USC In the News 2/23/2018

U.S. News & World Report (in a HealthDay story) featured research by Mark Lew of the Keck School of Medicine of USC about a new test that may be able to identify Parkinson's disease based on proteins contained in a person's tears. "Knowing that something as simple as tears could help neurologists differentiate between people who have Parkinson's disease and those who don't in a noninvasive manner is exciting," Lew said. Since the disease develops years before visible symptoms, Lew hopes this may lead the way to better and earlier treatments. Daily Mail (UK), The Independent (UK), IANS and Press Trust of India featured Lew's findings.

The Sacramento Bee and Sacramento Business Journal highlighted research by the USC Center for Body Computing that field-tested new activity-tracking prescription glasses. During the trial, USC researchers found that participants preferred having the fitness tracker embedded in their eyewear, rather than in a separate wearable device. The study also showed that motivational prompts and the social aspects of the app encouraged more frequent use.

The New York Times quoted Matthew Kahn of the USC Dornsife College about the economic benefits of knowing how climate change will affect land values ahead of time.

Los Angeles Times quoted Daniel Walker of the USC Dornsife College's Center for Religion and Civic Culture about an exhibit at the California African American Museum on gospel music culture in Los Angeles. KPCC-FM also quoted Walker.

Los Angeles Times quoted Karen North of the USC Annenberg School on how Russian actors used the feedback loop of social media to sow discord and spread propaganda in America.

CBS' "This Morning" interviewed David Agus of the Keck School of Medicine of USC on how artificial intelligence will impact the future of medical care and patient privacy.

NPR Boston affiliate WBUR-FM interviewed Jon Burlingame of the USC Thornton School about the five songs nominated for the Oscar for Best Original Song at this year's Academy Awards.

USA Today quoted David Schonfeld of the USC Suzanne Dworak-Peck School's National Center for School Crisis and Bereavement on how adolescents seek protection from their peers when they know that adults cannot protect them, like after school shootings.

BuzzFeed News quoted Manuel Pastor of the USC Dornsife College's Program for Environmental and Regional Equity on the disproportionate number of minorities impacted by air pollution.

Los Angeles Daily News quoted Sherry Bebitch Jeffe of the USC Price School on why state Sen.
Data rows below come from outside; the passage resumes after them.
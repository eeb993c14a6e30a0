//! ASCII floor plan of a layout, north up

use dg_core::{Cell, ConnectionKind, LayoutResult, Role};

pub const LEGEND: &str = "S safe  K key  X exit  L locked  o room  - | door  = ! locked door";

fn room_glyph(layout: &LayoutResult, cell: Cell) -> Option<char> {
    let room = layout.room(cell)?;
    Some(match room.role {
        Some(Role::Safe) => 'S',
        Some(Role::Key) => 'K',
        Some(Role::Exit) => 'X',
        None if room.locked => 'L',
        None => 'o',
    })
}

/// Render rooms on even columns/rows with doors between them
pub fn render(layout: &LayoutResult) -> String {
    let Some(ext) = layout.extent else {
        return String::new();
    };
    let width = (ext.width() * 2 - 1) as usize;
    let height = (ext.height() * 2 - 1) as usize;
    let mut canvas = vec![vec![' '; width]; height];

    // Row 0 is the northern edge.
    let col = |x: i32| ((x - ext.min_x) * 2) as usize;
    let row = |y: i32| ((ext.max_y - y) * 2) as usize;

    for room in &layout.rooms {
        if let Some(glyph) = room_glyph(layout, room.cell) {
            canvas[row(room.cell.y)][col(room.cell.x)] = glyph;
        }
    }
    for record in &layout.connections {
        let (a, b) = record.key.cells();
        let gate = record.kind == ConnectionKind::Gating;
        let (r, c, glyph) = if a.y == b.y {
            (row(a.y), col(a.x.min(b.x)) + 1, if gate { '=' } else { '-' })
        } else {
            (row(a.y.max(b.y)) + 1, col(a.x), if gate { '!' } else { '|' })
        };
        canvas[r][c] = glyph;
    }

    let mut out = String::new();
    for line in canvas {
        let line: String = line.into_iter().collect();
        out.push_str(line.trim_end());
        out.push('\n');
    }
    out
}

#[cfg(test)]
mod tests {
    use super::*;
    use dg_core::{GeneratorConfig, build_layout};

    #[test]
    fn test_single_room() {
        let config = GeneratorConfig {
            target_cells: 1,
            ..GeneratorConfig::seeded(1)
        };
        assert_eq!(render(&build_layout(&config, 1, 0)), "S\n");
    }

    #[test]
    fn test_plan_contains_every_room() {
        let layout = build_layout(&GeneratorConfig::seeded(9), 9, 0);
        let plan = render(&layout);
        let rooms = plan.chars().filter(|c| "SKXLo".contains(*c)).count();
        assert_eq!(rooms, layout.rooms.len());
        let gates = plan.chars().filter(|c| *c == '=' || *c == '!').count();
        assert_eq!(gates, 1);
    }
}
Tony Mendoza's decision to resign might be better for his political future.

The Charlotte Observer quoted David Carter of the USC Marshall School's Sports Business Institute on why it is valuable for potential owners to demonstrate greater interest than other bidders interested in purchasing the Carolina Panthers.

The Washington Post cited research by Stacy Smith of the USC Annenberg School's Inclusion Initiative and colleagues on the underrepresentation of women and minorities in the entertainment industry.
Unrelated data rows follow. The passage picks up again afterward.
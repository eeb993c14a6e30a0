//! dungeon-gen: generate room-grid levels from the command line

mod plan;

use std::error::Error;

use clap::Parser;

use dg_core::consts::DEFAULT_CELLS_PER_LEVEL;
use dg_core::{DungeonGenerator, GeneratorConfig, GrowthBounds, LayoutResult, Role};

/// Room-grid level generator
#[derive(Parser, Debug)]
#[command(name = "dungeon-gen")]
#[command(version, about = "Generate room-grid level layouts", long_about = None)]
struct Args {
    /// Fixed seed; random when omitted
    #[arg(short = 's', long)]
    seed: Option<u64>,

    /// Number of rooms to grow
    #[arg(short = 'n', long, default_value_t = 15)]
    cells: usize,

    /// Probability of a loop door between adjacent rooms
    #[arg(long, default_value_t = 0.3)]
    extra_door_chance: f32,

    /// Share of rooms behind the locked door (clamped to 0.2-0.5)
    #[arg(long, default_value_t = 0.3)]
    locked_fraction: f32,

    /// Enemy budget
    #[arg(long, default_value_t = 3)]
    enemies: u32,

    /// Treasure budget
    #[arg(long, default_value_t = 2)]
    treasure: u32,

    /// Minimum hop depth for key and exit rooms
    #[arg(long, default_value_t = 3)]
    min_dead_end_depth: u32,

    /// Let the origin have more than one neighbour
    #[arg(long)]
    no_forced_corridor: bool,

    /// Only grow rooms with y >= 0
    #[arg(long)]
    upper_half: bool,

    /// Levels to generate, each larger than the last
    #[arg(short = 'l', long, default_value_t = 1)]
    levels: u32,

    /// Print the layout as JSON instead of a plan
    #[arg(long)]
    json: bool,
}

impl Args {
    fn config(&self) -> GeneratorConfig {
        GeneratorConfig {
            seed: self.seed,
            target_cells: self.cells,
            extra_door_chance: self.extra_door_chance,
            locked_fraction: self.locked_fraction,
            enemy_budget: self.enemies,
            treasure_budget: self.treasure,
            min_dead_end_depth: self.min_dead_end_depth,
            forced_corridor: !self.no_forced_corridor,
            bounds: if self.upper_half {
                GrowthBounds::upper_half()
            } else {
                GrowthBounds::UNBOUNDED
            },
            ..GeneratorConfig::default()
        }
    }
}

fn main() -> Result<(), Box<dyn Error>> {
    env_logger::Builder::from_env(env_logger::Env::default().default_filter_or("warn")).init();
    let args = Args::parse();
    log::debug!("starting with {args:?}");

    let mut generator = DungeonGenerator::new(args.config())?;
    generator.regenerate();
    for level in 0..args.levels.max(1) {
        if level > 0 {
            generator.next_level(DEFAULT_CELLS_PER_LEVEL);
        }
        if let Some(layout) = generator.current() {
            print_layout(layout, args.json)?;
        }
    }
    Ok(())
}

fn print_layout(layout: &LayoutResult, json: bool) -> Result<(), Box<dyn Error>> {
    if json {
        println!("{}", serde_json::to_string_pretty(layout)?);
        return Ok(());
    }

    println!(
        "level {} seed {}: {} rooms, {} doors, {} locked",
        layout.level,
        layout.seed,
        layout.rooms.len(),
        layout.connections.len(),
        layout.locked_rooms.len()
    );
    for role in [Role::Safe, Role::Key, Role::Exit] {
        if let Some(cell) = layout.role_room(role) {
            println!("{role} room {cell}");
        }
    }
    print!("{}", plan::render(layout));
    println!("{}", plan::LEGEND);
    if let Some(door) = &layout.gating_door {
        println!(
            "locked door {} facing {} at ({:.0}, {:.0})",
            door.key, door.facing, door.position.x, door.position.y
        );
    }
    for spawn in &layout.spawns {
        println!(
            "room {}: {} enemies, {} treasure",
            spawn.cell, spawn.enemies, spawn.treasure
        );
    }
    for issue in &layout.issues {
        println!("{}: {issue}", issue.severity());
    }
    println!();
    Ok(())
}
//! Randomized frontier growth of the occupied cell set
//!
//! Starts from the origin and repeatedly claims a uniformly random frontier
//! cell until the target count is reached or the frontier runs dry.

use hashbrown::HashSet;
use serde::{Deserialize, Serialize};

use crate::rng::LayoutRng;

use super::{Cell, CellSet};

/// Optional limits on where rooms may be placed
#[derive(Debug, Clone, Copy, PartialEq, Eq, Default, Serialize, Deserialize)]
#[serde(default)]
pub struct GrowthBounds {
    pub min_x: Option<i32>,
    pub max_x: Option<i32>,
    pub min_y: Option<i32>,
    pub max_y: Option<i32>,
}

impl GrowthBounds {
    pub const UNBOUNDED: GrowthBounds = GrowthBounds {
        min_x: None,
        max_x: None,
        min_y: None,
        max_y: None,
    };

    /// Keep every room at y >= 0
    pub const fn upper_half() -> Self {
        GrowthBounds {
            min_y: Some(0),
            ..Self::UNBOUNDED
        }
    }

    /// Inclusive rectangle
    pub const fn boxed(min_x: i32, max_x: i32, min_y: i32, max_y: i32) -> Self {
        GrowthBounds {
            min_x: Some(min_x),
            max_x: Some(max_x),
            min_y: Some(min_y),
            max_y: Some(max_y),
        }
    }

    pub fn contains(&self, cell: Cell) -> bool {
        self.min_x.is_none_or(|v| cell.x >= v)
            && self.max_x.is_none_or(|v| cell.x <= v)
            && self.min_y.is_none_or(|v| cell.y >= v)
            && self.max_y.is_none_or(|v| cell.y <= v)
    }
}

/// Result of one growth run
#[derive(Debug, Clone)]
pub struct GrowthOutcome {
    /// Occupied cells in the order they were claimed; the origin is first
    pub cells: CellSet,
    pub requested: usize,
}

impl GrowthOutcome {
    /// True when the frontier ran out before the target was met
    pub fn exhausted(&self) -> bool {
        self.cells.len() < self.requested
    }
}

/// Candidate cells bordering the occupied set
#[derive(Debug, Default)]
struct Frontier {
    queue: Vec<Cell>,
    queued: HashSet<Cell>,
    /// Cells that may never be claimed
    sealed: HashSet<Cell>,
}

impl Frontier {
    fn push_neighbors(&mut self, cell: Cell, occupied: &CellSet, bounds: &GrowthBounds) {
        for (_, n) in cell.neighbors() {
            if !bounds.contains(n)
                || occupied.contains(n)
                || self.sealed.contains(&n)
                || self.queued.contains(&n)
            {
                continue;
            }
            self.queued.insert(n);
            self.queue.push(n);
        }
    }

    fn take_random(&mut self, rng: &mut LayoutRng) -> Option<Cell> {
        let idx = rng.index(self.queue.len())?;
        let cell = self.queue.swap_remove(idx);
        self.queued.remove(&cell);
        Some(cell)
    }
}

/// Grows a connected set of grid cells around the origin
#[derive(Debug, Clone, Copy, Default)]
pub struct GridLayoutEngine {
    bounds: GrowthBounds,
    forced_corridor: bool,
}

impl GridLayoutEngine {
    pub fn new(bounds: GrowthBounds, forced_corridor: bool) -> Self {
        Self {
            bounds,
            forced_corridor,
        }
    }

    /// Grow up to `target` cells (at least the origin)
    pub fn grow(&self, target: usize, rng: &mut LayoutRng) -> GrowthOutcome {
        let target = target.max(1);
        let mut occupied = CellSet::new();
        let mut frontier = Frontier::default();

        occupied.insert(Cell::ORIGIN);
        frontier.push_neighbors(Cell::ORIGIN, &occupied, &self.bounds);

        if self.forced_corridor && target > 1 {
            // The origin keeps a single neighbour so it is always a dead end.
            if let Some(first) = frontier.take_random(rng) {
                for cell in frontier.queue.drain(..) {
                    frontier.sealed.insert(cell);
                }
                frontier.queued.clear();
                occupied.insert(first);
                frontier.push_neighbors(first, &occupied, &self.bounds);
            }
        }

        while occupied.len() < target {
            let Some(cell) = frontier.take_random(rng) else {
                break;
            };
            occupied.insert(cell);
            frontier.push_neighbors(cell, &occupied, &self.bounds);
        }

        GrowthOutcome {
            cells: occupied,
            requested: target,
        }
    }
}

/// Check that every cell is 4-adjacency-reachable from the origin
pub fn is_grid_connected(cells: &CellSet) -> bool {
    if cells.is_empty() {
        return true;
    }
    if !cells.contains(Cell::ORIGIN) {
        return false;
    }
    let mut seen = HashSet::new();
    let mut stack = vec![Cell::ORIGIN];
    seen.insert(Cell::ORIGIN);
    while let Some(cell) = stack.pop() {
        for (_, n) in cell.neighbors() {
            if cells.contains(n) && seen.insert(n) {
                stack.push(n);
            }
        }
    }
    seen.len() == cells.len()
}
use std::collections::HashMap;

use crate::variable::{Variable, VariableKey};

/// Crisp value of every output variable after an evaluation.
#[derive(Clone, Debug, Default, PartialEq)]
pub struct Outputs {
    defuzzificated: HashMap<VariableKey, f64>,
}

impl Outputs {
    pub(crate) fn insert(&mut self, key: VariableKey, value: f64) {
        self.defuzzificated.insert(key, value);
    }

    pub(crate) fn clear(&mut self) {
        self.defuzzificated.clear();
    }

    pub fn get(&self, var: Variable) -> Option<f64> {
        self.defuzzificated.get(&var.0).copied()
    }

    pub fn iter(&self) -> impl Iterator<Item = (Variable, f64)> + '_ {
        self.defuzzificated.iter().map(|(k, v)| (Variable(*k), *v))
    }

    pub fn len(&self) -> usize {
        self.defuzzificated.len()
    }

    pub fn is_empty(&self) -> bool {
        self.defuzzificated.is_empty()
    }
}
The Wall Street Journal mentioned comments from the USC Department of Public Safety in a story about a doctored photo taken by a USC student that was used by a social media account controlled by Russian actors.

Los Angeles Times mentioned the Keck School of Medicine of USC in a story about a sexual assault lawsuit between two county employees.
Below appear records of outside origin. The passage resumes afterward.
#[cfg(test)]
mod tests {
    use approx::assert_abs_diff_eq;

    use super::*;
    use crate::membership::MembershipFunction;
    use crate::terms::Terms;
    use crate::universe::Universe;

    fn trimf(a: f64, b: f64, c: f64) -> MembershipFunction {
        MembershipFunction::triangular(a, b, c).unwrap()
    }

    fn trapmf(a: f64, b: f64, c: f64, d: f64) -> MembershipFunction {
        MembershipFunction::trapezoidal(a, b, c, d).unwrap()
    }

    fn hmb_system() -> (Variables, Rules, Variable, Variable) {
        let mut vars = Variables::new();
        let hmb = vars
            .add_input(
                "hmb",
                Universe::new(0., 1., 1.).unwrap(),
                Terms::new().with("no", trimf(0., 0., 0.5)).with("yes", trimf(0.5, 1., 1.)),
            )
            .unwrap();
        let risk = vars
            .add_output(
                "anemia_risk",
                Universe::new(0., 100., 1.).unwrap(),
                Terms::new().with("very_low", trimf(0., 0., 20.)),
            )
            .unwrap();
        let mut rules = Rules::new();

        rules.add(&vars, hmb.is("no"), risk.is("very_low")).unwrap();

        (vars, rules, hmb, risk)
    }

    #[test]
    fn test_single_rule_centroid() {
        let (vars, rules, hmb, risk) = hmb_system();
        let mut state = InferenceState::new();

        MamdaniInference::default()
            .eval(&vars, &rules, &Inputs::new().with(hmb, 0.), &mut state)
            .unwrap();

        assert_eq!(state.firing_strengths(), &[1.]);

        // Fired at full strength: the aggregated set is the unclipped shape
        let very_low = trimf(0., 0., 20.);
        let samples = vars.get(risk).unwrap().universe().samples();

        for (x, mu) in samples.iter().zip(state.aggregated(risk).unwrap()) {
            assert_eq!(*mu, very_low.degree(*x));
        }

        assert_abs_diff_eq!(state.outputs().get(risk).unwrap(), 20. / 3., epsilon = 1e-9);
    }

    #[test]
    fn test_missing_input() {
        let (vars, rules, _, _) = hmb_system();
        let mut state = InferenceState::new();
        let err = MamdaniInference::default()
            .eval(&vars, &rules, &Inputs::new(), &mut state)
            .unwrap_err();

        assert_eq!(err, FuzzyError::MissingInput { variable: "hmb".into() });
    }

    #[test]
    fn test_non_finite_reading() {
        let (vars, rules, hmb, _) = hmb_system();
        let mut state = InferenceState::new();
        let err = MamdaniInference::default()
            .eval(&vars, &rules, &Inputs::new().with(hmb, f64::NAN), &mut state)
            .unwrap_err();

        assert!(matches!(err, FuzzyError::NonFiniteReading { .. }));
    }

    #[test]
    fn test_no_rule_fired() {
        let (vars, rules, hmb, risk) = hmb_system();
        let mut state = InferenceState::new();
        let err = MamdaniInference::default()
            .eval(&vars, &rules, &Inputs::new().with(hmb, 1.), &mut state)
            .unwrap_err();

        assert_eq!(
            err,
            FuzzyError::NoRuleFired {
                variable: "anemia_risk".into()
            }
        );
        // The rule still took part, at zero strength
        assert_eq!(state.firing_strengths(), &[0.]);
        assert!(state.aggregated(risk).unwrap().iter().all(|mu| *mu == 0.));
    }

    #[test]
    fn test_out_of_domain_reading() {
        let (vars, rules, hmb, risk) = hmb_system();
        let mut state = InferenceState::new();
        let inference = MamdaniInference::default();

        // Outside the universe and outside every support
        let err = inference
            .eval(&vars, &rules, &Inputs::new().with(hmb, -2.), &mut state)
            .unwrap_err();

        assert!(matches!(err, FuzzyError::NoRuleFired { .. }));
        assert_eq!(
            state.out_of_domain(),
            &[OutOfDomain {
                variable: "hmb".into(),
                value: -2.,
                lo: 0.,
                hi: 1.,
            }]
        );

        // Clipped to the lower bound it fully matches `no`
        inference
            .with_clip_to_universe(true)
            .eval(&vars, &rules, &Inputs::new().with(hmb, -2.), &mut state)
            .unwrap();

        assert_eq!(state.out_of_domain().len(), 1);
        assert_abs_diff_eq!(state.outputs().get(risk).unwrap(), 20. / 3., epsilon = 1e-9);
    }

    #[test]
    fn test_state_is_cleared_between_evaluations() {
        let (vars, rules, hmb, risk) = hmb_system();
        let mut state = InferenceState::new();
        let inference = MamdaniInference::default();

        inference
            .eval(&vars, &rules, &Inputs::new().with(hmb, 0.), &mut state)
            .unwrap();
        assert!(inference
            .eval(&vars, &rules, &Inputs::new().with(hmb, 1.), &mut state)
            .is_err());

        assert_eq!(state.outputs().get(risk), None);
        assert_eq!(state.firing_strengths(), &[0.]);
    }

    fn shared_label_system() -> (Variables, Rules, Variable, Variable) {
        let mut vars = Variables::new();
        let x = vars
            .add_input(
                "x",
                Universe::new(0., 1., 0.1).unwrap(),
                Terms::new().with("a", trimf(0., 0., 1.)).with("b", trimf(0., 1., 1.)),
            )
            .unwrap();
        let risk = vars
            .add_output(
                "risk",
                Universe::new(0., 100., 1.).unwrap(),
                Terms::new().with("high", trapmf(70., 90., 100., 100.)),
            )
            .unwrap();
        let mut rules = Rules::new();

        rules.add(&vars, x.is("b"), risk.is("high")).unwrap();
        rules.add(&vars, x.is("a"), risk.is("high")).unwrap();

        (vars, rules, x, risk)
    }

    #[test]
    fn test_shared_consequence_takes_pointwise_max() {
        let (vars, rules, x, risk) = shared_label_system();
        let mut state = InferenceState::new();

        MamdaniInference::default()
            .eval(&vars, &rules, &Inputs::new().with(x, 0.3), &mut state)
            .unwrap();

        let [low, strong] = [state.firing_strengths()[0], state.firing_strengths()[1]];

        assert_abs_diff_eq!(low, 0.3, epsilon = 1e-12);
        assert_abs_diff_eq!(strong, 0.7, epsilon = 1e-12);
        assert_eq!(state.label_activation(&rules, risk, "high"), Some(strong));
        assert_eq!(state.label_activation(&rules, risk, "low"), None);

        let high = trapmf(70., 90., 100., 100.);
        let samples = vars.get(risk).unwrap().universe().samples();

        for (x, mu) in samples.iter().zip(state.aggregated(risk).unwrap()) {
            let expected = f64::max(low.min(high.degree(*x)), strong.min(high.degree(*x)));

            assert_eq!(*mu, expected);
            assert!(*mu <= 1.);
        }
    }

    #[test]
    fn test_shared_consequence_scaled() {
        let (vars, rules, x, risk) = shared_label_system();
        let mut state = InferenceState::new();
        let inference = MamdaniInference::new(
            AndOp::Min,
            OrOp::Max,
            ImplicationOp::Prod,
            OrOp::Max,
            DefuzzificationOp::Centroid,
        );

        inference
            .eval(&vars, &rules, &Inputs::new().with(x, 0.3), &mut state)
            .unwrap();

        let high = trapmf(70., 90., 100., 100.);
        let samples = vars.get(risk).unwrap().universe().samples();
        let strengths = state.firing_strengths();

        for (x, mu) in samples.iter().zip(state.aggregated(risk).unwrap()) {
            let expected = f64::max(strengths[0] * high.degree(*x), strengths[1] * high.degree(*x));

            assert_eq!(*mu, expected);
        }

        // Scaling a single shape does not move its centroid
        let crisp = state.outputs().get(risk).unwrap();

        assert_abs_diff_eq!(crisp, (10. * (70. + 40. / 3.) + 10. * 95.) / 20., epsilon = 1e-9);
    }

    #[test]
    fn test_rules_from_another_registry() {
        let (vars, _, _, _) = hmb_system();
        let (_, foreign_rules, x, _) = shared_label_system();
        let mut state = InferenceState::new();
        let err = MamdaniInference::default()
            .eval(&vars, &foreign_rules, &Inputs::new().with(x, 0.3), &mut state)
            .unwrap_err();

        assert!(err.is_configuration());
    }

    #[test]
    fn test_bank_loan() {
        let mut vars = Variables::new();
        let piecewise = |points: &[(f64, f64)]| MembershipFunction::piecewise(points.iter().copied()).unwrap();

        let score = vars
            .add_input(
                "score",
                Universe::new(150., 200., 0.1).unwrap(),
                Terms::new()
                    .with("high", piecewise(&[(175., 0.), (180., 0.2), (185., 0.7), (190., 1.)]))
                    .with(
                        "low",
                        piecewise(&[(155., 1.), (160., 0.8), (165., 0.5), (170., 0.2), (175., 0.)]),
                    ),
            )
            .unwrap();
        let ratio = vars
            .add_input(
                "ratio",
                Universe::new(0.1, 1., 0.1).unwrap(),
                Terms::new()
                    .with("good", piecewise(&[(0.3, 1.), (0.4, 0.7), (0.41, 0.3), (0.42, 0.)]))
                    .with("bad", piecewise(&[(0.44, 0.), (0.45, 0.3), (0.5, 0.7), (0.7, 1.)])),
            )
            .unwrap();
        let credit = vars
            .add_input(
                "credit",
                Universe::new(0., 10., 0.1).unwrap(),
                Terms::new()
                    .with("good", piecewise(&[(2., 1.), (3., 0.7), (4., 0.3), (5., 0.)]))
                    .with("bad", piecewise(&[(5., 0.), (6., 0.3), (7., 0.7), (8., 1.)])),
            )
            .unwrap();
        let decision = vars
            .add_output(
                "decision",
                Universe::new(0., 10., 0.1).unwrap(),
                Terms::new()
                    .with("approve", piecewise(&[(5., 0.), (6., 0.3), (7., 0.7), (8., 1.)]))
                    .with("reject", piecewise(&[(2., 1.), (3., 0.7), (4., 0.3), (5., 0.)])),
            )
            .unwrap();
        let mut rules = Rules::with_capacity(2);

        rules
            .add(
                &vars,
                score.is("high").and2(ratio.is("good"), credit.is("good")),
                decision.is("approve"),
            )
            .unwrap();
        rules
            .add(
                &vars,
                score.is("low").and(ratio.is("bad")).or(credit.is("bad")),
                decision.is("reject"),
            )
            .unwrap();

        let inputs = Inputs::new().with(score, 190.).with(ratio, 0.39).with(credit, 1.5);
        let mut state = InferenceState::new();

        MamdaniInference::default()
            .eval(&vars, &rules, &inputs, &mut state)
            .unwrap();

        assert_abs_diff_eq!(state.firing_strengths()[0], 0.73, epsilon = 1e-9);
        assert_eq!(state.firing_strengths()[1], 0.);

        assert_abs_diff_eq!(state.outputs().get(decision).unwrap(), 8.010492631084489, epsilon = 1e-6);
    }
}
NPR and CBS News mentioned research by Stacy Smith, Marc Choueiti and Kate Pieper of the USC Annenberg School's Inclusion Initiative that tracked the gender and race of performers, writers and producers across the pop music charts and the Grammy Awards.

The San Diego Union-Tribune cited research by Jessica Barrington-Trimis of the Keck School of Medicine of USC on how electronic cigarettes may serve as a gateway to smoking traditional cigarettes.

Psychology Today cited research by Benjamin Henwood of the USC Suzanne Dworak-Peck School on why a harm-reduction approach is preferred to complete abstinence when treating addiction.